Competing with established protein players
As a third contender entering the ring, slaughter-free food grown from animal cells is fighting for affordability on store shelves.
CE Delft’s TEA study found that cultivated meat may hit production costs as low as US$5.66 per kilogram (US$2.57 per pound) in 2030.
The model production facility in CE Delft’s research has an estimated cost of US$450 million, which decreases to US$250 million with improved production efficiencies. This cost is included in the US$5.66 per kilogram production cost estimate.
Even before hitting the commercial mainstream, cultured meat has already been attracting interest from global markets. This is evidenced even in countries whose cuisines traditionally embrace livestock produce.
Last week, for instance, Aleph Farms inked a new deal with global meat heavyweight BRF to bring cell-based steaks to the meat-loving Brazillian market. This followed a partnership with Mitsubishi to scale up these products in Japan, famous for its wagyu beef.
Meanwhile, cultured chicken meat from Eat Just was green-lighted as an ingredient in chicken bites for sale in Singapore last December.
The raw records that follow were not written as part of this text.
use std::path::Path;

use chrono::{Datelike, Utc};
use once_cell::sync::Lazy;
use regex::Regex;

use crate::parser::reader::NumberedLines;
use crate::parser::timestamp::{parse_syslog, parse_timestamp};
use crate::parser::traits::{EventStream, FormatTag, LogParser, NormalizedEvent, ParseError, RecordOutcome};

/// `[<PRI>]Mon DD HH:MM:SS host process[pid]: message`
static RFC3164: Lazy<Regex> = Lazy::new(|| {
    Regex::new(
        r"^(?:<(?P<pri>\d{1,3})>)?(?P<timestamp>\w{3}\s+\d{1,2}\s+\d{2}:\d{2}:\d{2})\s+(?P<host>\S+)\s+(?P<process>\S+?):\s+(?P<message>.*)$",
    )
    .expect("rfc3164 pattern")
});

/// `<PRI>1 TIMESTAMP HOST APP PROCID MSGID [SD] MSG`
static RFC5424: Lazy<Regex> = Lazy::new(|| {
    Regex::new(
        r"^<(?P<pri>\d{1,3})>1\s+(?P<timestamp>\S+)\s+(?P<host>\S+)\s+(?P<app>\S+)\s+(?P<procid>\S+)\s+(?P<msgid>\S+)\s*(?P<rest>.*)$",
    )
    .expect("rfc5424 pattern")
});

/// Actor phrases common to sshd, su, sudo and PAM messages.
///
/// A bare "user <word>" is prose far more often than an actor, so the
/// whitespace form is only accepted inside the fixed sshd/PAM phrasings.
static USER_PATTERNS: Lazy<[Regex; 4]> = Lazy::new(|| {
    [
        Regex::new(r"(?i)\buser=(?P<user>[A-Za-z0-9._\\-]+)").expect("user= pattern"),
        Regex::new(r"(?i)\b(?:for (?:invalid |illegal )?user|invalid user|illegal user) (?P<user>[A-Za-z0-9._\\-]+)")
            .expect("for user <user> pattern"),
        Regex::new(r"\bfor (?P<user>[A-Za-z0-9._\\-]+) (?:from|on|port)\b").expect("for <user> from pattern"),
        Regex::new(r"\buser (?P<user>[A-Za-z0-9._\\-]+) by\b").expect("user <user> by pattern"),
    ]
});

/// Syslog severity levels (RFC 5424 §6.2.1)
const SYSLOG_SEVERITIES: [&str; 8] = [
    "emergency", "alert", "critical", "error",
    "warning", "notice", "info", "debug",
];

/// Syslog facility names (RFC 5424 §6.2.1)
const SYSLOG_FACILITIES: [&str; 24] = [
    "kern", "user", "mail", "daemon", "auth", "syslog", "lpr", "news",
    "uucp", "cron", "authpriv", "ftp", "ntp", "audit", "alert2", "clock",
    "local0", "local1", "local2", "local3", "local4", "local5", "local6", "local7",
];

/// Event type for lines that match neither grammar.
const FALLBACK_EVENT_TYPE: &str = "SYSLOG";

/// Parser for syslog files (RFC 3164 and RFC 5424).
///
/// Lines that match neither grammar still produce an event carrying the whole
/// line, so nothing in the file is dropped except blank lines.
#[derive(Debug, Default, Clone, Copy)]
pub struct SyslogParser;

impl SyslogParser {
    pub fn new() -> Self {
        Self
    }

    /// Parse one trimmed, non-empty line. `year` completes RFC 3164 timestamps.
    pub fn parse_line(&self, line: &str, line_number: u64, year: i32) -> NormalizedEvent {
        let mut event = if let Some(caps) = RFC5424.captures(line) {
            let timestamp = caps
                .name("timestamp")
                .map(|m| m.as_str())
                .filter(|s| *s != "-")
                .and_then(parse_timestamp)
                .unwrap_or_else(Utc::now);
            let app = nil_to_empty(caps.name("app").map_or("", |m| m.as_str()));
            let message = strip_structured_data(caps.name("rest").map_or("", |m| m.as_str()));

            let event_type = if app.is_empty() { FALLBACK_EVENT_TYPE } else { app };
            let raw_message = if message.is_empty() { line } else { message };
            let mut event = NormalizedEvent::new(timestamp, event_type, raw_message, line_number);
            event.host = nil_to_empty(caps.name("host").map_or("", |m| m.as_str())).to_string();

            if !app.is_empty() {
                event.set_extra("process", app);
            }
            if let Some(procid) = caps.name("procid").map(|m| nil_to_empty(m.as_str())).filter(|p| !p.is_empty()) {
                event.set_extra("pid", procid);
            }
            if let Some(msgid) = caps.name("msgid").map(|m| nil_to_empty(m.as_str())).filter(|m| !m.is_empty()) {
                event.set_extra("msgid", msgid);
            }
            apply_priority(&mut event, caps.name("pri").map(|m| m.as_str()));
            event
        } else if let Some(caps) = RFC3164.captures(line) {
            let timestamp = caps
                .name("timestamp")
                .and_then(|m| parse_syslog(m.as_str(), year))
                .unwrap_or_else(Utc::now);
            let (process, pid) = split_process(caps.name("process").map_or("", |m| m.as_str()));
            let message = caps.name("message").map_or("", |m| m.as_str()).trim();

            let raw_message = if message.is_empty() { line } else { message };
            let event_type = if process.is_empty() { FALLBACK_EVENT_TYPE } else { process };
            let mut event = NormalizedEvent::new(timestamp, event_type, raw_message, line_number);
            event.host = caps.name("host").map_or("", |m| m.as_str()).to_string();

            event.set_extra("process", process);
            if let Some(pid) = pid {
                event.set_extra("pid", pid);
            }
            apply_priority(&mut event, caps.name("pri").map(|m| m.as_str()));
            event
        } else {
            NormalizedEvent::new(Utc::now(), FALLBACK_EVENT_TYPE, line, line_number)
        };

        if let Some(user) = extract_user(line) {
            event.user = user.to_string();
        }
        event
    }
}

impl LogParser for SyslogParser {
    fn format(&self) -> FormatTag {
        FormatTag::Syslog
    }

    fn stream(&self, path: &Path) -> Result<EventStream, ParseError> {
        let lines = NumberedLines::open(path)?;
        let parser = *self;
        let year = Utc::now().year();

        let records = lines.map(move |(line_number, line)| match line {
            Ok(line) => {
                let line = line.trim();
                if line.is_empty() {
                    RecordOutcome::Skipped
                } else {
                    RecordOutcome::Event(parser.parse_line(line, line_number, year))
                }
            }
            Err(error) => RecordOutcome::Failed { line: line_number, error },
        });

        Ok(EventStream::new(FormatTag::Syslog, records))
    }
}

/// RFC 5424 uses `-` for absent header fields.
fn nil_to_empty(value: &str) -> &str {
    if value == "-" {
        ""
    } else {
        value
    }
}

/// `sshd[1234]` -> (`sshd`, Some(`1234`))
fn split_process(tag: &str) -> (&str, Option<&str>) {
    match tag.find('[') {
        Some(open) => {
            let pid = tag[open + 1..].trim_end_matches(']');
            (&tag[..open], Some(pid).filter(|p| !p.is_empty()))
        }
        None => (tag, None),
    }
}

fn apply_priority(event: &mut NormalizedEvent, pri: Option<&str>) {
    let Some(pri) = pri.and_then(|p| p.parse::<u32>().ok()) else {
        return;
    };

    let facility_num = (pri >> 3) as usize;
    let severity_num = (pri & 0x07) as usize;

    if let Some(facility) = SYSLOG_FACILITIES.get(facility_num) {
        event.set_extra("facility", *facility);
    }
    if let Some(severity) = SYSLOG_SEVERITIES.get(severity_num) {
        event.set_extra("severity", *severity);
    }
    event.set_extra("priority", i64::from(pri));
}

/// Skip RFC 5424 structured-data elements and return the free-text message.
fn strip_structured_data(rest: &str) -> &str {
    let rest = rest.trim_start();
    if let Some(msg) = rest.strip_prefix('-') {
        return msg.trim();
    }

    let mut remaining = rest;
    while remaining.starts_with('[') {
        match find_element_end(remaining) {
            Some(end) => remaining = &remaining[end + 1..],
            // Unterminated element: keep everything
            None => return rest.trim(),
        }
    }
    remaining.trim()
}

/// Index of the `]` closing the element at the start of `s`, honoring
/// backslash escapes and quoted param values.
fn find_element_end(s: &str) -> Option<usize> {
    let mut in_quotes = false;
    let mut escaped = false;
    for (i, c) in s.char_indices() {
        if escaped {
            escaped = false;
            continue;
        }
        match c {
            '\\' => escaped = true,
            '"' => in_quotes = !in_quotes,
            ']' if !in_quotes => return Some(i),
            _ => {}
        }
    }
    None
}

fn extract_user(line: &str) -> Option<&str> {
    USER_PATTERNS
        .iter()
        .find_map(|re| re.captures(line).and_then(|c| c.name("user")))
        .map(|m| m.as_str())
}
The island nation is the first to give the go-ahead to meat grown in a lab following a rigorous consultation and review process by the Singapore Food Agency.
However, to realize competitive production cost by 2030, relaxed payback periods and a menu of financing strategies and incentives will be needed to lower the cost burden on cultivated meat manufacturers and install new infrastructure at high rates, the CE Delft researchers note.
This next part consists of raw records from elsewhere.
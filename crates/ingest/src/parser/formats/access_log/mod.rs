//! Web server access logs.
//!
//! Access logs have no single canonical layout, so each file is sampled to
//! pick the grammar most of its lines follow. That grammar is tried first on
//! every line, the others after it, and [`flexible`] extraction last.

pub mod classify;
pub mod flexible;
pub mod grammar;

use std::path::Path;
use std::sync::Arc;

use once_cell::sync::Lazy;
use regex::Regex;
use tracing::{debug, info};

use crate::parser::reader::{sample_lines, NumberedLines};
use crate::parser::timestamp::{detect_format, parse_or_now, TimestampFormat};
use crate::parser::traits::{EventStream, FormatTag, LogParser, NormalizedEvent, ParseError, ParseOutcome, RecordOutcome};
use crate::parser::{ExtraValue, DETECTION_SAMPLE_SIZE, GRAMMAR_MATCH_RATIO, PROGRESS_INTERVAL, STREAMING_THRESHOLD_BYTES};

pub use classify::{EventClassifier, Signature};
pub use flexible::flexible_parse;
pub use grammar::{Grammar, RequestFields};

static EXTRA_KV: Lazy<Regex> =
    Lazy::new(|| Regex::new(r#"(\w+)=("[^"]*"|\S+)"#).expect("extra key=value pattern"));
static EXTRA_QUOTED: Lazy<Regex> =
    Lazy::new(|| Regex::new(r#""([^"]*)""#).expect("extra quoted pattern"));
static RESPONSE_TIME: Lazy<Regex> =
    Lazy::new(|| Regex::new(r"(\d+(?:\.\d+)?)\s*(?:ms|s)?$").expect("response time pattern"));

/// Longest user agent or referer copied into `raw_message`.
const RAW_FIELD_CHARS: usize = 50;

/// What sampling learned about one file.
#[derive(Debug, Clone, Copy, Default, PartialEq, Eq)]
pub struct Detection {
    pub grammar: Option<Grammar>,
    pub timestamp: Option<TimestampFormat>,
}

#[derive(Debug, Clone)]
pub struct AccessLogParser {
    classifier: Arc<EventClassifier>,
    sample_size: usize,
    large_file_bytes: u64,
}

impl AccessLogParser {
    pub fn new() -> Self {
        Self {
            classifier: EventClassifier::shared(),
            sample_size: DETECTION_SAMPLE_SIZE,
            large_file_bytes: STREAMING_THRESHOLD_BYTES,
        }
    }

    pub fn with_classifier(mut self, classifier: Arc<EventClassifier>) -> Self {
        self.classifier = classifier;
        self
    }

    pub fn with_sample_size(mut self, lines: usize) -> Self {
        self.sample_size = lines.max(1);
        self
    }

    pub fn with_large_file_threshold(mut self, bytes: u64) -> Self {
        self.large_file_bytes = bytes;
        self
    }

    pub fn classifier(&self) -> &EventClassifier {
        &self.classifier
    }

    /// Pick the first grammar matching at least half of `sample`, and the
    /// timestamp format of the first line it matches.
    pub fn detect(&self, sample: &[String]) -> Detection {
        if sample.is_empty() {
            return Detection::default();
        }
        let needed = sample.len() as f64 * GRAMMAR_MATCH_RATIO;
        let grammar = Grammar::ALL.iter().copied().find(|g| {
            let hits = sample.iter().filter(|line| g.matches(line)).count();
            hits as f64 >= needed
        });

        let timestamp = grammar.and_then(|g| {
            sample
                .iter()
                .find_map(|line| g.extract(line))
                .and_then(|fields| detect_format(&fields.timestamp))
        });

        Detection { grammar, timestamp }
    }

    /// Parse one trimmed, non-comment line.
    pub fn parse_line(&self, line: &str, line_number: u64, detection: &Detection) -> NormalizedEvent {
        let ordered = detection
            .grammar
            .into_iter()
            .chain(Grammar::ALL.into_iter().filter(|g| Some(*g) != detection.grammar));

        for grammar in ordered {
            if let Some(fields) = grammar.extract(line) {
                return self.build_event(fields, line_number, detection.timestamp);
            }
        }
        flexible_parse(line, line_number, &self.classifier, detection.timestamp)
    }

    fn build_event(&self, fields: RequestFields, line_number: u64, hint: Option<TimestampFormat>) -> NormalizedEvent {
        let timestamp = parse_or_now(&fields.timestamp, hint);
        let event_type = self
            .classifier
            .classify(&fields.method, &fields.path, fields.status, &fields.user_agent)
            .to_string();

        let mut raw_parts = vec![format!("{} {}", fields.method, fields.path)];
        if fields.status != 0 {
            raw_parts.push(format!("Status:{}", fields.status));
        }
        if fields.size != 0 {
            raw_parts.push(format!("Size:{}", fields.size));
        }
        if !fields.user_agent.is_empty() && fields.user_agent != "-" {
            raw_parts.push(format!("UA:{}", truncate_chars(&fields.user_agent, RAW_FIELD_CHARS)));
        }
        if !fields.referer.is_empty() && fields.referer != "-" {
            raw_parts.push(format!("Ref:{}", truncate_chars(&fields.referer, RAW_FIELD_CHARS)));
        }

        let mut event = NormalizedEvent::new(timestamp, event_type, raw_parts.join(" | "), line_number);
        event.set_extra("method", fields.method.as_str());
        event.set_extra("path", fields.path.as_str());
        event.set_extra("status_code", i64::from(fields.status));
        event.set_extra("response_size", i64::try_from(fields.size).unwrap_or(i64::MAX));
        event.set_extra("user_agent", fields.user_agent.as_str());
        event.set_extra("referer", fields.referer.as_str());
        event.set_extra("protocol", fields.protocol.as_str());
        if let Some(extra) = fields.extra.as_deref() {
            for (key, value) in parse_extra_fields(extra) {
                event.set_extra(key, value);
            }
        }

        event.user = fields.user;
        event.host = fields.ip;
        event
    }
}

impl Default for AccessLogParser {
    fn default() -> Self {
        Self::new()
    }
}

impl LogParser for AccessLogParser {
    fn format(&self) -> FormatTag {
        FormatTag::AccessLog
    }

    fn stream(&self, path: &Path) -> Result<EventStream, ParseError> {
        let lines = NumberedLines::open(path)?;
        let detection = self.detect(&sample_lines(path, self.sample_size));
        debug!(
            path = %path.display(),
            grammar = detection.grammar.map_or("none", |g| g.name()),
            timestamp = ?detection.timestamp,
            "Access log layout detected"
        );

        let parser = self.clone();
        let records = lines.map(move |(line_number, line)| {
            if line_number % PROGRESS_INTERVAL == 0 {
                info!(lines = line_number, "Access log progress");
            }
            match line {
                Ok(line) => {
                    let line = line.trim();
                    if line.is_empty() || line.starts_with('#') {
                        RecordOutcome::Skipped
                    } else {
                        RecordOutcome::Event(parser.parse_line(line, line_number, &detection))
                    }
                }
                Err(error) => RecordOutcome::Failed { line: line_number, error },
            }
        });

        Ok(EventStream::new(FormatTag::AccessLog, records))
    }

    fn parse(&self, path: &Path) -> Result<ParseOutcome, ParseError> {
        let size = std::fs::metadata(path).map_err(|e| ParseError::io(path, e))?.len();
        if size > self.large_file_bytes {
            // Callers that care about memory should use `stream` directly
            let size_mb = size as f64 / 1024.0 / 1024.0;
            info!(
                path = %path.display(),
                size_mb,
                "Large file detected, collecting from streaming parser"
            );
        }
        Ok(self.stream(path)?.into_outcome())
    }
}

/// Mine trailing custom fields: `key=value` pairs, quoted values as
/// `extra_field_N`, and a trailing number as `response_time`.
pub fn parse_extra_fields(extra: &str) -> Vec<(String, ExtraValue)> {
    let mut fields: Vec<(String, ExtraValue)> = Vec::new();
    let mut put = |key: String, value: ExtraValue| match fields.iter_mut().find(|(k, _)| *k == key) {
        Some(slot) => slot.1 = value,
        None => fields.push((key, value)),
    };

    for caps in EXTRA_KV.captures_iter(extra) {
        put(caps[1].to_string(), caps[2].trim_matches('"').into());
    }

    for (i, caps) in EXTRA_QUOTED.captures_iter(extra).enumerate() {
        let value = &caps[1];
        if !value.is_empty() && value != "-" {
            put(format!("extra_field_{}", i + 1), value.into());
        }
    }

    if let Some(time) = RESPONSE_TIME.captures(extra).and_then(|c| c[1].parse::<f64>().ok()) {
        put("response_time".to_string(), time.into());
    }

    fields
}

/// First `max` characters of `s`, never splitting a code point.
pub(crate) fn truncate_chars(s: &str, max: usize) -> &str {
    match s.char_indices().nth(max) {
        Some((idx, _)) => &s[..idx],
        None => s,
    }
}

#[cfg(test)]
mod tests {
    use super::*;
    use chrono::{TimeZone, Utc};

    fn write_log(contents: &str) -> (tempfile::TempDir, std::path::PathBuf) {
        let dir = tempfile::tempdir().unwrap();
        let path = dir.path().join("access.log");
        std::fs::write(&path, contents).unwrap();
        (dir, path)
    }

    #[test]
    fn test_path_traversal_line() {
        let parser = AccessLogParser::new();
        let line = r#"10.0.0.1 - - [12/Jan/2026:10:00:00 +0000] "GET /../etc/passwd HTTP/1.1" 403 512"#;
        let detection = parser.detect(&[line.to_string()]);
        assert_eq!(detection.grammar, Some(Grammar::Combined));
        assert_eq!(detection.timestamp, Some(TimestampFormat::ApacheWithOffset));

        let event = parser.parse_line(line, 1, &detection);
        assert_eq!(event.event_type, "PATH_TRAVERSAL_ATTEMPT");
        assert_eq!(event.host, "10.0.0.1");
        assert_eq!(event.user, "");
        assert_eq!(event.timestamp, Utc.with_ymd_and_hms(2026, 1, 12, 10, 0, 0).unwrap());
        assert_eq!(event.raw_message, "GET /../etc/passwd | Status:403 | Size:512");
        assert_eq!(event.extra("status_code"), Some(&ExtraValue::Integer(403)));
        assert_eq!(event.extra("protocol"), Some(&ExtraValue::Text("HTTP/1.1".into())));
    }

    #[test]
    fn test_raw_message_truncates_user_agent() {
        let parser = AccessLogParser::new();
        let ua = "A".repeat(80);
        let line = format!(
            r#"10.0.0.2 - bob [12/Jan/2026:10:00:00 +0000] "POST /login HTTP/1.1" 200 10 "https://example.com/" "{}""#,
            ua
        );
        let event = parser.parse_line(&line, 4, &Detection::default());
        assert_eq!(event.event_type, "LOGIN_SUCCESS");
        assert_eq!(event.user, "bob");
        assert_eq!(
            event.raw_message,
            format!("POST /login | Status:200 | Size:10 | UA:{} | Ref:https://example.com/", "A".repeat(50))
        );
        assert_eq!(event.extra("user_agent"), Some(&ExtraValue::Text(ua)));
    }

    #[test]
    fn test_trailing_extra_fields() {
        let fields = parse_extra_fields(r#"rt=0.120 "edge-3" "-" 120ms"#);
        assert_eq!(fields[0], ("rt".to_string(), ExtraValue::Text("0.120".into())));
        assert!(fields.contains(&("extra_field_1".to_string(), ExtraValue::Text("edge-3".into()))));
        assert!(!fields.iter().any(|(k, _)| k == "extra_field_2"));
        assert!(fields.contains(&("response_time".to_string(), ExtraValue::Float(120.0))));
    }

    #[test]
    fn test_detection_needs_half_the_sample() {
        let parser = AccessLogParser::new();
        let common = r#"10.0.0.1 - - [12/Jan/2026:10:00:00 +0000] "GET / HTTP/1.1" 200 5"#.to_string();
        let noise = "free text".to_string();

        let half = vec![common.clone(), noise.clone()];
        assert_eq!(parser.detect(&half).grammar, Some(Grammar::Combined));

        let minority = vec![common, noise.clone(), noise];
        assert_eq!(parser.detect(&minority).grammar, None);
        assert_eq!(parser.detect(&[]), Detection::default());
    }

    #[test]
    fn test_stream_skips_comments_and_falls_back_per_line() {
        let (_dir, path) = write_log(concat!(
            "#Software: Microsoft Internet Information Services\n",
            "10.0.0.1 - - [12/Jan/2026:10:00:00 +0000] \"GET /index.html HTTP/1.1\" 200 512\n",
            "\n",
            "completely unstructured line\n",
            "10.0.0.3 - - [12/Jan/2026:10:00:05 +0000] \"GET /search?q=<script> HTTP/1.1\" 404 0\n",
        ));

        let outcome = AccessLogParser::new().parse(&path).unwrap();
        assert_eq!(outcome.events.len(), 3);
        assert_eq!(outcome.skipped, 2);
        assert_eq!(outcome.events[0].event_type, "WEB_ACCESS");
        assert_eq!(outcome.events[0].line_number, 2);
        assert_eq!(outcome.events[1].event_type, "LOG_ENTRY");
        assert_eq!(outcome.events[1].raw_message, "completely unstructured line");
        assert_eq!(outcome.events[2].event_type, "XSS_ATTEMPT");
        assert_eq!(outcome.events[2].line_number, 5);
    }

    #[test]
    fn test_custom_classifier_is_used() {
        let classifier = EventClassifier::with_signatures(&[Signature {
            pattern: "/internal/".into(),
            label: "INTERNAL_PROBE".into(),
        }])
        .unwrap();
        let parser = AccessLogParser::new().with_classifier(Arc::new(classifier));
        let line = r#"10.0.0.1 - - [12/Jan/2026:10:00:00 +0000] "GET /internal/metrics HTTP/1.1" 200 5"#;
        let event = parser.parse_line(line, 1, &Detection::default());
        assert_eq!(event.event_type, "INTERNAL_PROBE");
    }

    #[test]
    fn test_truncate_chars_respects_code_points() {
        assert_eq!(truncate_chars("héllo", 2), "hé");
        assert_eq!(truncate_chars("abc", 10), "abc");
    }
}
Conventional meat comparison
The CE Delft studies assessed the costs and environmental impacts of a commercial-scale facility that produces 10,000 metric tons of a ground cultivated meat product per year. If renewables are used, the carbon footprint of cultivated meat production was found to drop by 80 percent.
Cultivated meat produced using renewable energy was found to reduce global warming impacts by 17 percent, 52 percent, and 85 to 92 percent compared to conventional chicken, pork, and beef production, respectively.
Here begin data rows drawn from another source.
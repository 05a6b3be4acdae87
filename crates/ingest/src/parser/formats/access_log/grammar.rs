//! Candidate access-log grammars, tried in a fixed order.

use once_cell::sync::Lazy;
use regex::{Captures, Regex};
use serde_json::{Map, Value};

static COMBINED: Lazy<Regex> = Lazy::new(|| {
    Regex::new(concat!(
        r#"^(?P<ip>\S+)\s+(?P<ident>\S+)\s+(?P<user>\S+)\s+"#,
        r#"\[(?P<timestamp>[^\]]+)\]\s+"#,
        r#""(?P<method>\S+)\s+(?P<path>\S+)\s*(?P<protocol>[^"]*)"\s+"#,
        r#"(?P<status>\d+)\s+(?P<size>\S+)"#,
        r#"(?:\s+"(?P<referer>[^"]*)")?"#,
        r#"(?:\s+"(?P<user_agent>[^"]*)")?"#,
        r#"(?:\s+(?P<extra>.*))?"#,
    ))
    .expect("combined log pattern")
});

static COMMON: Lazy<Regex> = Lazy::new(|| {
    Regex::new(concat!(
        r#"^(?P<ip>\S+)\s+(?P<ident>\S+)\s+(?P<user>\S+)\s+"#,
        r#"\[(?P<timestamp>[^\]]+)\]\s+"#,
        r#""(?P<method>\S+)\s+(?P<path>\S+)\s*(?P<protocol>[^"]*)"\s+"#,
        r#"(?P<status>\d+)\s+(?P<size>\S+)"#,
    ))
    .expect("common log pattern")
});

static NGINX: Lazy<Regex> = Lazy::new(|| {
    Regex::new(concat!(
        r#"^(?P<ip>\S+)\s+-\s+(?P<user>\S+)\s+"#,
        r#"\[(?P<timestamp>[^\]]+)\]\s+"#,
        r#""(?P<request>[^"]+)"\s+"#,
        r#"(?P<status>\d+)\s+(?P<size>\S+)\s+"#,
        r#""(?P<referer>[^"]*)"\s+"(?P<user_agent>[^"]*)""#,
        r#"(?:\s+(?P<extra>.*))?"#,
    ))
    .expect("nginx log pattern")
});

static SIMPLE: Lazy<Regex> = Lazy::new(|| {
    Regex::new(r#"^(?P<ip>\S+)\s+.*\[(?P<timestamp>[^\]]+)\]\s+"(?P<request>[^"]+)"\s+(?P<status>\d+)"#)
        .expect("simple log pattern")
});

static JSON_LIKE: Lazy<Regex> = Lazy::new(|| {
    Regex::new(concat!(
        r#"^\{[^}]*"(?:ip|remote_addr|client_ip)":\s*"(?P<ip>[^"]+)".*"#,
        r#""(?:timestamp|time|@timestamp)":\s*"(?P<timestamp>[^"]+)".*"#,
        r#""(?:status|status_code|response_code)":\s*(?P<status>\d+)"#,
    ))
    .expect("json-like log pattern")
});

#[derive(Debug, Clone, Copy, PartialEq, Eq, Hash)]
pub enum Grammar {
    Combined,
    Common,
    Nginx,
    Simple,
    JsonLike,
}

impl Grammar {
    pub const ALL: [Grammar; 5] = [
        Grammar::Combined,
        Grammar::Common,
        Grammar::Nginx,
        Grammar::Simple,
        Grammar::JsonLike,
    ];

    pub fn name(&self) -> &'static str {
        match self {
            Grammar::Combined => "combined",
            Grammar::Common => "common",
            Grammar::Nginx => "nginx",
            Grammar::Simple => "simple",
            Grammar::JsonLike => "json",
        }
    }

    fn regex(&self) -> &'static Regex {
        match self {
            Grammar::Combined => &COMBINED,
            Grammar::Common => &COMMON,
            Grammar::Nginx => &NGINX,
            Grammar::Simple => &SIMPLE,
            Grammar::JsonLike => &JSON_LIKE,
        }
    }

    pub fn matches(&self, line: &str) -> bool {
        self.regex().is_match(line)
    }

    pub fn extract(&self, line: &str) -> Option<RequestFields> {
        let caps = self.regex().captures(line)?;
        let mut fields = RequestFields::from_captures(&caps);
        if *self == Grammar::JsonLike {
            fields.enrich_from_json(line);
        }
        Some(fields)
    }
}

/// Fields pulled out of one access-log line by a grammar.
#[derive(Debug, Clone, Default, PartialEq)]
pub struct RequestFields {
    pub ip: String,
    /// Empty when the log shows `-`
    pub user: String,
    pub timestamp: String,
    pub method: String,
    pub path: String,
    pub protocol: String,
    /// 0 when absent or not numeric
    pub status: u16,
    /// 0 when absent or `-`
    pub size: u64,
    pub referer: String,
    pub user_agent: String,
    /// Unmatched trailing text (custom fields)
    pub extra: Option<String>,
}

impl RequestFields {
    fn from_captures(caps: &Captures<'_>) -> Self {
        let get = |name: &str| caps.name(name).map_or("", |m| m.as_str());

        let mut method = get("method").to_string();
        let mut path = get("path").to_string();
        let mut protocol = get("protocol").trim().to_string();

        // Nginx and simple grammars capture the request line whole
        let request: Vec<&str> = get("request").split_whitespace().collect();
        if request.len() >= 2 {
            method = request[0].to_string();
            path = request[1].to_string();
            protocol = request.get(2).map_or_else(String::new, |p| p.to_string());
        }

        if method.is_empty() {
            method = "GET".to_string();
        }
        if path.is_empty() {
            path = "/".to_string();
        }

        let user = match get("user") {
            "-" => "",
            u => u,
        };

        Self {
            ip: get("ip").to_string(),
            user: user.to_string(),
            timestamp: get("timestamp").to_string(),
            method,
            path,
            protocol,
            status: get("status").parse().unwrap_or(0),
            size: get("size").parse().unwrap_or(0),
            referer: get("referer").to_string(),
            user_agent: get("user_agent").to_string(),
            extra: caps
                .name("extra")
                .map(|m| m.as_str().trim().to_string())
                .filter(|s| !s.is_empty()),
        }
    }

    /// JSON lines carry more than the three fields the grammar requires.
    fn enrich_from_json(&mut self, line: &str) {
        let Ok(object) = serde_json::from_str::<Map<String, Value>>(line) else {
            return;
        };

        if let Some(v) = first_string(&object, &["method", "request_method", "http_method"]) {
            self.method = v.to_uppercase();
        }
        if let Some(v) = first_string(&object, &["path", "uri", "url", "request_uri"]) {
            self.path = v;
        }
        if let Some(v) = first_string(&object, &["user", "remote_user", "username"]).filter(|u| u != "-") {
            self.user = v;
        }
        if let Some(v) = first_string(&object, &["protocol", "server_protocol"]) {
            self.protocol = v;
        }
        if let Some(v) = first_string(&object, &["user_agent", "http_user_agent", "agent"]) {
            self.user_agent = v;
        }
        if let Some(v) = first_string(&object, &["referer", "http_referer", "referrer"]) {
            self.referer = v;
        }
        if let Some(size) = ["size", "bytes", "body_bytes_sent", "response_size"]
            .iter()
            .find_map(|k| object.get(*k).and_then(json_u64))
        {
            self.size = size;
        }
    }
}

fn first_string(object: &Map<String, Value>, keys: &[&str]) -> Option<String> {
    keys.iter().find_map(|k| match object.get(*k) {
        Some(Value::String(s)) if !s.is_empty() => Some(s.clone()),
        _ => None,
    })
}

fn json_u64(value: &Value) -> Option<u64> {
    match value {
        Value::Number(n) => n.as_u64(),
        Value::String(s) => s.parse().ok(),
        _ => None,
    }
}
Similar gains are not expected in the conventional meat industry, where fossil fuels account for only approximately 20 percent of carbon emissions throughout the supply chain.
Spanning from land-use change and agricultural production to packaging and waste management, food system emissions were estimated at 18 billion metric tons of carbon dioxide equivalent in 2015.
That represents 34 percent of total emissions, a share that is gradually declining – from 44 percent in 1990 – even as food systems emissions kept increasing in absolute amounts.
According to the CE Delft researchers, cultivated meat is expected to be less polluting (29 to 93 percent reduction) compared to all forms of conventional meat.
The novel food variety also uses significantly less (51 to 78 percent reduction) blue water – sourced from surface and groundwater reservoirs – than conventional beef production, while it is about the same as chicken and pork.
Meat the future
Switching to cultivated meat could bring other positive benefits, including mitigation of antibiotic resistance, foodborne illness and zoonotic disease risk associated with conventional animal agriculture, restoration of terrestrial and marine habitats, and a decreased rate of biodiversity loss.
“We will continue to work with specific cultivated meat companies to provide specific environmental profiles and help such companies to incorporate sustainable choices in their development process,” remarks Odegard.
Also fueling advancements in this dynamic space, cell-based milk and formula company TurtleTree Labs recently launched TurtleTree Scientific – an arm dedicated to “the growth of food-grade growth factors” to tackle high costs and advance cell-based foods.